**Task**
Transcribe exactly each line of the entries, from the opening line to the line with "Value::Array(_) | Value::Object(_)", with both of those lines included.

····················

/// Format a JSON value as an inline SQL literal
pub fn format_value(value: &Value) -> String {
    match value {
        Value::Null => "NULL".to_string(),
        Value::Bool(b) => b.to_string().to_uppercase(),
        Value::Number(n) => n.to_string(),
        Value::String(s) => format!("'{}'", s.replace('\'', "''")),
        Value::Array(_) | Value::Object(_) => {
            format!("'{}'", serde_json::to_string(value).unwrap_or_default().replace('\'', "''"))
        }
    }
}
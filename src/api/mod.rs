mod api_error;
mod client;
mod models;

pub use api_error::ApiError;
pub use client::{
    fetch_all_records, page_offsets, DatastoreClient, RecordSource, API_BASE_URL, RECORDS_PER_PAGE,
    RESOURCE_ID,
};
pub use models::{DatastoreResponse, DatastoreResult, LooseFloat, RawRecord};
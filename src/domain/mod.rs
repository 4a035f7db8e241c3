pub mod dates;
mod filters;
mod record;

pub use filters::{facet_options, matches, DateWindow, FacetValue, FilterField, FilterState};
pub use record::Record;
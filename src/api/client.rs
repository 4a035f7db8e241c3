use crate::api::models::{DatastoreResponse, RawRecord};
use crate::api::ApiError;
use crate::domain::Record;
use reqwest::blocking::Client;
use std::time::Duration;

const USER_AGENT: &str =
    "Mozilla/5.0 (X11; Linux x86_64) AppleWebKit/537.36 (KHTML, like Gecko) Chrome/121.0 Safari/537.36";

pub const API_BASE_URL: &str = "https://donnees.montreal.ca/api/3/action/datastore_search";
pub const RESOURCE_ID: &str = "6decf611-6f11-4f34-bb36-324d804c9bad";
pub const RECORDS_PER_PAGE: usize = 500;

/// Where pages of raw records come from. The reqwest client below is the real
/// implementation; tests substitute in-memory sources.
pub trait RecordSource {
    /// Total number of records the source holds (the limit=1 count probe).
    fn total_count(&self) -> Result<usize, ApiError>;

    /// One page of records starting at `offset`.
    fn fetch_page(&self, offset: usize, limit: usize) -> Result<Vec<RawRecord>, ApiError>;
}

pub struct DatastoreClient {
    client: Client,
    base_url: String,
    resource_id: String,
}

impl DatastoreClient {
    pub fn new() -> Result<Self, ApiError> {
        Self::with_endpoint(API_BASE_URL, RESOURCE_ID)
    }

    pub fn with_endpoint(base_url: &str, resource_id: &str) -> Result<Self, ApiError> {
        let client = Client::builder()
            .user_agent(USER_AGENT)
            .timeout(Duration::from_secs(30))
            .build()
            .map_err(|e| ApiError::Network(e.to_string()))?;

        Ok(Self {
            client,
            base_url: base_url.to_string(),
            resource_id: resource_id.to_string(),
        })
    }

    fn query(&self, limit: usize, offset: usize) -> Result<DatastoreResponse, ApiError> {
        let resp = self
            .client
            .get(&self.base_url)
            .query(&[
                ("resource_id", self.resource_id.clone()),
                ("limit", limit.to_string()),
                ("offset", offset.to_string()),
            ])
            .send()
            .map_err(|e| ApiError::Network(e.to_string()))?;

        let status = resp.status();
        if !status.is_success() {
            return Err(ApiError::Network(format!("datastore HTTP {status}")));
        }

        resp.json::<DatastoreResponse>()
            .map_err(|e| ApiError::Data(e.to_string()))
    }
}

impl RecordSource for DatastoreClient {
    fn total_count(&self) -> Result<usize, ApiError> {
        let resp = self.query(1, 0)?;
        if !resp.success {
            return Err(ApiError::Data("count probe returned success=false".into()));
        }
        let result = resp
            .result
            .ok_or_else(|| ApiError::Data("count probe missing result".into()))?;
        Ok(result.total as usize)
    }

    fn fetch_page(&self, offset: usize, limit: usize) -> Result<Vec<RawRecord>, ApiError> {
        let resp = self.query(limit, offset)?;
        if !resp.success {
            return Err(ApiError::Data(format!(
                "page at offset {offset} returned success=false"
            )));
        }
        Ok(resp.result.map(|r| r.records).unwrap_or_default())
    }
}

/// Offsets of the pages needed to cover `[0, total)` at `page_size`.
pub fn page_offsets(total: usize, page_size: usize) -> Vec<usize> {
    (0..total).step_by(page_size).collect()
}

/// Fetches the whole dataset: count probe first, then every page in parallel,
/// merged in ascending-offset order so the result is deterministic no matter
/// which request finishes first.
///
/// A page that fails only drops its own records; a failed count probe aborts
/// the fetch.
pub fn fetch_all_records<S>(source: &S) -> Result<Vec<Record>, ApiError>
where
    S: RecordSource + Sync,
{
    let total = source.total_count()?;
    eprintln!("📄 datastore reports {total} records");

    let offsets = page_offsets(total, RECORDS_PER_PAGE);

    let pages: Vec<Vec<RawRecord>> = std::thread::scope(|scope| {
        let handles: Vec<_> = offsets
            .iter()
            .map(|&offset| scope.spawn(move || source.fetch_page(offset, RECORDS_PER_PAGE)))
            .collect();

        handles
            .into_iter()
            .zip(&offsets)
            .map(|(handle, offset)| match handle.join() {
                Ok(Ok(records)) => records,
                Ok(Err(e)) => {
                    eprintln!("⚠️ page at offset {offset} dropped: {e}");
                    Vec::new()
                }
                Err(_) => {
                    eprintln!("⚠️ page at offset {offset} dropped: fetch thread panicked");
                    Vec::new()
                }
            })
            .collect()
    });

    let mut records = Vec::with_capacity(total);
    for raw in pages.into_iter().flatten() {
        records.push(Record::from_raw(raw));
    }

    eprintln!("✅ fetched {} records", records.len());
    Ok(records)
}
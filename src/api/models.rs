use serde::Deserialize;

// Envelope of a CKAN datastore_search response:
//
// {
//   "success": true,
//   "result": {
//     "total": 1234,
//     "records": [ { "_id": 1, "titre": "...", ... }, ... ]
//   }
// }

#[derive(Debug, Deserialize)]
pub struct DatastoreResponse {
    pub success: bool,
    pub result: Option<DatastoreResult>,
}

#[derive(Debug, Deserialize)]
pub struct DatastoreResult {
    pub total: u64,
    #[serde(default)]
    pub records: Vec<RawRecord>,
}

/// One record exactly as the portal sends it. Everything except `_id` is
/// optional, and the portal is not shy about sending the literal string
/// "nan" where a value is missing — normalization happens in
/// `Record::from_raw`, not here.
#[derive(Debug, Clone, Deserialize)]
pub struct RawRecord {
    #[serde(rename = "_id")]
    pub id: u64,
    pub titre: Option<String>,
    pub description: Option<String>,
    pub arrondissement: Option<String>,
    pub type_evenement: Option<String>,
    pub emplacement: Option<String>,
    pub cout: Option<String>,
    pub public_cible: Option<String>,
    pub inscription: Option<String>,
    pub date_debut: Option<String>,
    pub date_fin: Option<String>,
    pub lat: Option<LooseFloat>,
    pub long: Option<LooseFloat>,
    pub titre_adresse: Option<String>,
    pub adresse_principale: Option<String>,
    pub adresse_secondaire: Option<String>,
    pub code_postal: Option<String>,
    pub url_fiche: Option<String>,
}

/// Coordinates arrive sometimes as JSON numbers, sometimes as strings.
#[derive(Debug, Clone, Deserialize)]
#[serde(untagged)]
pub enum LooseFloat {
    Num(f64),
    Text(String),
}

impl LooseFloat {
    /// Usable numeric value, if any. Rust happily parses the string "nan"
    /// into an f64 NaN, which is exactly the upstream missing-value
    /// sentinel, so non-finite values are rejected here.
    pub fn as_f64(&self) -> Option<f64> {
        let value = match self {
            LooseFloat::Num(n) => Some(*n),
            LooseFloat::Text(s) => s.trim().parse().ok(),
        };
        value.filter(|v| v.is_finite())
    }
}
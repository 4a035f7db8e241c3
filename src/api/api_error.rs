use std::error::Error;
use std::fmt;

#[derive(Debug)]
pub enum ApiError {
    /// Transport-level failure. Fatal when it hits the count probe.
    Network(String),
    /// The response arrived but did not have the expected shape.
    Data(String),
}

impl fmt::Display for ApiError {
    fn fmt(&self, f: &mut fmt::Formatter<'_>) -> fmt::Result {
        match self {
            ApiError::Network(msg) => write!(f, "Network error: {msg}"),
            ApiError::Data(msg) => write!(f, "Malformed response: {msg}"),
        }
    }
}

impl Error for ApiError {}
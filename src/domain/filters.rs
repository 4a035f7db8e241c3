// src/domain/filters.rs

use crate::domain::dates;
use crate::domain::Record;
use chrono::NaiveDate;
use std::collections::BTreeSet;

/// One categorical filter dimension: either wide open or pinned to a value.
#[derive(Debug, Clone, PartialEq, Eq, Default)]
pub enum FacetValue {
    #[default]
    All,
    Is(String),
}

impl FacetValue {
    /// The UI and the URL both use the literal "all" for the open state.
    pub fn parse(value: &str) -> FacetValue {
        if value == "all" {
            FacetValue::All
        } else {
            FacetValue::Is(value.to_string())
        }
    }
}

#[derive(Debug, Clone, Copy, PartialEq, Eq, Default)]
pub enum DateWindow {
    #[default]
    All,
    Today,
    ThisWeek,
    ThisMonth,
}

impl DateWindow {
    /// Unknown values fall back to `All` rather than failing.
    pub fn parse(value: &str) -> DateWindow {
        match value {
            "today" => DateWindow::Today,
            "thisWeek" => DateWindow::ThisWeek,
            "thisMonth" => DateWindow::ThisMonth,
            _ => DateWindow::All,
        }
    }

    /// URL form of a non-default window; `All` is omitted from URLs.
    pub fn as_param(&self) -> Option<&'static str> {
        match self {
            DateWindow::All => None,
            DateWindow::Today => Some("today"),
            DateWindow::ThisWeek => Some("thisWeek"),
            DateWindow::ThisMonth => Some("thisMonth"),
        }
    }
}

/// Names the one field a `FilterState::set` call replaces.
#[derive(Debug, Clone, Copy, PartialEq, Eq)]
pub enum FilterField {
    Borough,
    EventType,
    VenueKind,
    Cost,
    Search,
    Date,
    Selected,
}

/// Single source of truth for what the user is looking at: four facets, the
/// free-text query, the date window, and the optional permalink selection.
#[derive(Debug, Clone, PartialEq, Default)]
pub struct FilterState {
    pub borough: FacetValue,
    pub event_type: FacetValue,
    pub venue_kind: FacetValue,
    pub cost: FacetValue,
    pub search: String,
    pub date: DateWindow,
    pub selected: Option<u64>,
}

impl FilterState {
    /// Replaces exactly one field. No validation beyond type coercion: a
    /// facet value that exists in no record simply matches nothing, and a
    /// non-numeric selection coerces to `None`.
    pub fn set(&mut self, field: FilterField, value: &str) {
        match field {
            FilterField::Borough => self.borough = FacetValue::parse(value),
            FilterField::EventType => self.event_type = FacetValue::parse(value),
            FilterField::VenueKind => self.venue_kind = FacetValue::parse(value),
            FilterField::Cost => self.cost = FacetValue::parse(value),
            FilterField::Search => self.search = value.to_string(),
            FilterField::Date => self.date = DateWindow::parse(value),
            FilterField::Selected => self.selected = value.parse().ok(),
        }
    }

    /// Back to the all-permissive default, query and selection included.
    pub fn reset(&mut self) {
        *self = FilterState::default();
    }

    /// Immutable copy for consumers.
    pub fn snapshot(&self) -> FilterState {
        self.clone()
    }

    /// True iff at least one field differs from the default — drives the
    /// active-filter indicator.
    pub fn is_active(&self) -> bool {
        *self != FilterState::default()
    }
}

fn facet_passes(facet: &FacetValue, field: Option<&str>) -> bool {
    match facet {
        FacetValue::All => true,
        FacetValue::Is(wanted) => field == Some(wanted.as_str()),
    }
}

fn search_passes(record: &Record, query: &str) -> bool {
    if query.is_empty() {
        return true;
    }
    let needle = query.to_lowercase();
    let hit = |field: &Option<String>| {
        field
            .as_ref()
            .is_some_and(|text| text.to_lowercase().contains(&needle))
    };
    hit(&record.title) || hit(&record.description)
}

fn window_passes(record: &Record, window: DateWindow, today: NaiveDate) -> bool {
    // A record without complete, parsable date bounds is never excluded by
    // the window mode.
    let (start, end) = match (record.start_date, record.end_date) {
        (Some(start), Some(end)) => (start, end),
        _ => return true,
    };

    match window {
        DateWindow::All => true,
        DateWindow::Today => start <= today && today <= end,
        DateWindow::ThisWeek => start < dates::end_of_week(today) && end >= today,
        DateWindow::ThisMonth => start <= dates::end_of_month(today) && end >= today,
    }
}

/// The filter predicate. All four stages must pass, checked in order:
/// staleness, categorical facets, free-text search, date window.
///
/// `today` is the per-pass reference instant; the caller computes it once
/// per redraw so staleness and the window checks agree within a pass.
pub fn matches(record: &Record, filters: &FilterState, today: NaiveDate) -> bool {
    // A finished event is gone no matter what else is selected. Records
    // with no usable end date are treated as ongoing.
    if let Some(end) = record.end_date {
        if end < today {
            return false;
        }
    }

    if !facet_passes(&filters.borough, record.borough.as_deref()) {
        return false;
    }
    if !facet_passes(&filters.event_type, record.event_type.as_deref()) {
        return false;
    }
    if !facet_passes(&filters.venue_kind, record.venue_kind.as_deref()) {
        return false;
    }
    if !facet_passes(&filters.cost, record.cost.as_deref()) {
        return false;
    }

    if !search_passes(record, &filters.search) {
        return false;
    }

    window_passes(record, filters.date, today)
}

/// Sorted, deduplicated values present for one facet — what a select
/// control offers. Sentinels were already normalized away at ingestion.
pub fn facet_options<F>(records: &[Record], field: F) -> Vec<String>
where
    F: Fn(&Record) -> Option<&str>,
{
    let values: BTreeSet<&str> = records.iter().filter_map(|r| field(r)).collect();
    values.into_iter().map(str::to_string).collect()
}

····················

**Answer to the problem**
/// Format a JSON value as an inline SQL literal
pub fn format_value(value: &Value) -> String {
    match value {
        Value::Null => "NULL".to_string(),
        Value::Bool(b) => b.to_string().to_uppercase(),
        Value::Number(n) => n.to_string(),
        Value::String(s) => format!("'{}'", s.replace('\'', "''")),
        Value::Array(_) | Value::Object(_) => {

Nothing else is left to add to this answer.